Harmon Visscher, Jr.

Harmon Visscher, Jr., was the son of Harmon and Anna M. Visscher, and was born in the city of Albany, on the 18th day of August, 1839. He was a youth of great promise, and was tenderly cared for in a Christian home and universally esteemed by his friends.

Upon the breaking out of the rebellion, he joined the Burgesses Corps, and accompanied them to Washington in defence of the National Capital, where he remained until the Twenty-fifth Regiment, to which the Corps was attached, was discharged.

He returned to his home and the city of his birth, full of military ardor; and, the day previous to the departure of the Forty-fourth, joined that regiment, to which he was attached up to the time of his death.
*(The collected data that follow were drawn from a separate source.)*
//! Advisory tip selection.
//!
//! Emergency guidance is a fixed, ordered procedure list and must be
//! reproducible. General heart-health tips are sampled without replacement
//! from a larger pool; the RNG is injected so tests can seed it while
//! production seeds from OS entropy.

use rand::seq::SliceRandom;
use rand::SeedableRng;
use rand_chacha::ChaCha20Rng;

use crate::domain::assessment::RiskStatus;

/// Ordered emergency procedure. Never sampled or shuffled.
const EMERGENCY_PROCEDURE: [&str; 4] = [
    "Sit down and try to remain calm.",
    "Loosen tight clothing to breathe easier.",
    "Call your local emergency number.",
    "Do not try to drive yourself to the hospital.",
];

/// General heart-health tip pool for non-emergency results.
const HEALTH_TIPS: [&str; 6] = [
    "Walking 30 mins a day strengthens the heart muscle.",
    "Reduce salt intake to lower high blood pressure.",
    "Eat more fiber (oats, beans) to lower bad cholesterol.",
    "Avoid smoking to keep your arteries flexible.",
    "Manage stress through deep breathing or meditation.",
    "Omega-3 in fish is like 'oil' for your heart's health.",
];

/// Selects advisory text for a computed status.
pub struct AdviceGenerator {
    rng: ChaCha20Rng,
    tips_per_result: usize,
}

impl AdviceGenerator {
    /// Production constructor; the RNG is seeded from OS entropy.
    #[must_use]
    pub fn new(tips_per_result: usize) -> Self {
        Self {
            rng: ChaCha20Rng::from_entropy(),
            tips_per_result,
        }
    }

    /// Deterministic constructor for reproducible runs.
    #[must_use]
    pub fn with_seed(seed: u64, tips_per_result: usize) -> Self {
        Self {
            rng: ChaCha20Rng::seed_from_u64(seed),
            tips_per_result,
        }
    }

    /// Select advice for the given status.
    ///
    /// Emergency results always get the full procedure list, in order.
    pub fn advise_for(&mut self, status: RiskStatus, is_emergency: bool) -> Vec<String> {
        if is_emergency || status == RiskStatus::Emergency {
            return EMERGENCY_PROCEDURE.iter().map(ToString::to_string).collect();
        }

        let count = self.tips_per_result.min(HEALTH_TIPS.len());
        HEALTH_TIPS
            .choose_multiple(&mut self.rng, count)
            .map(ToString::to_string)
            .collect()
    }
}

#[cfg(test)]
mod tests {
    use super::*;

    #[test]
    fn test_emergency_advice_is_fixed_and_ordered() {
        let mut a = AdviceGenerator::with_seed(1, 3);
        let mut b = AdviceGenerator::with_seed(999, 3);

        let first = a.advise_for(RiskStatus::Emergency, true);
        let second = b.advise_for(RiskStatus::Emergency, true);

        assert_eq!(first, second);
        assert_eq!(first[0], "Sit down and try to remain calm.");
        assert_eq!(first.len(), EMERGENCY_PROCEDURE.len());
    }

    #[test]
    fn test_general_tips_sampled_without_replacement() {
        let mut gen = AdviceGenerator::with_seed(42, 3);
        let tips = gen.advise_for(RiskStatus::Healthy, false);

        assert_eq!(tips.len(), 3);
        let mut dedup = tips.clone();
        dedup.sort();
        dedup.dedup();
        assert_eq!(dedup.len(), 3, "tips must not repeat");
        for tip in &tips {
            assert!(HEALTH_TIPS.contains(&tip.as_str()));
        }
    }

    #[test]
    fn test_same_seed_same_tips() {
        let mut a = AdviceGenerator::with_seed(7, 3);
        let mut b = AdviceGenerator::with_seed(7, 3);

        assert_eq!(
            a.advise_for(RiskStatus::Moderate, false),
            b.advise_for(RiskStatus::Moderate, false)
        );
    }

    #[test]
    fn test_tip_count_bounded_by_pool() {
        let mut gen = AdviceGenerator::with_seed(3, 50);
        let tips = gen.advise_for(RiskStatus::High, false);
        assert_eq!(tips.len(), HEALTH_TIPS.len());
    }
}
He was shot through the breast, and was left on the battle field for dead, and remained there for a long time, until conveyed to the hospital. In a letter to his parents, dictated by himself and written by a friend, he appeared sanguine of his ultimate recovery, but a note appended by his nurse gave them but little to hope for.

He was a member of Company G of the Forty-fourth (Ellsworth) Regiment and was a true patriot and brave soldier. Being conveyed to the hospital at Georgetown, District of Columbia, he was there attended by his fond mother, and everything that maternal affection could do was done for his comfort, and for his preparation for the solemnities of the future life. He breathed his last on Thursday, September 11th, 1862.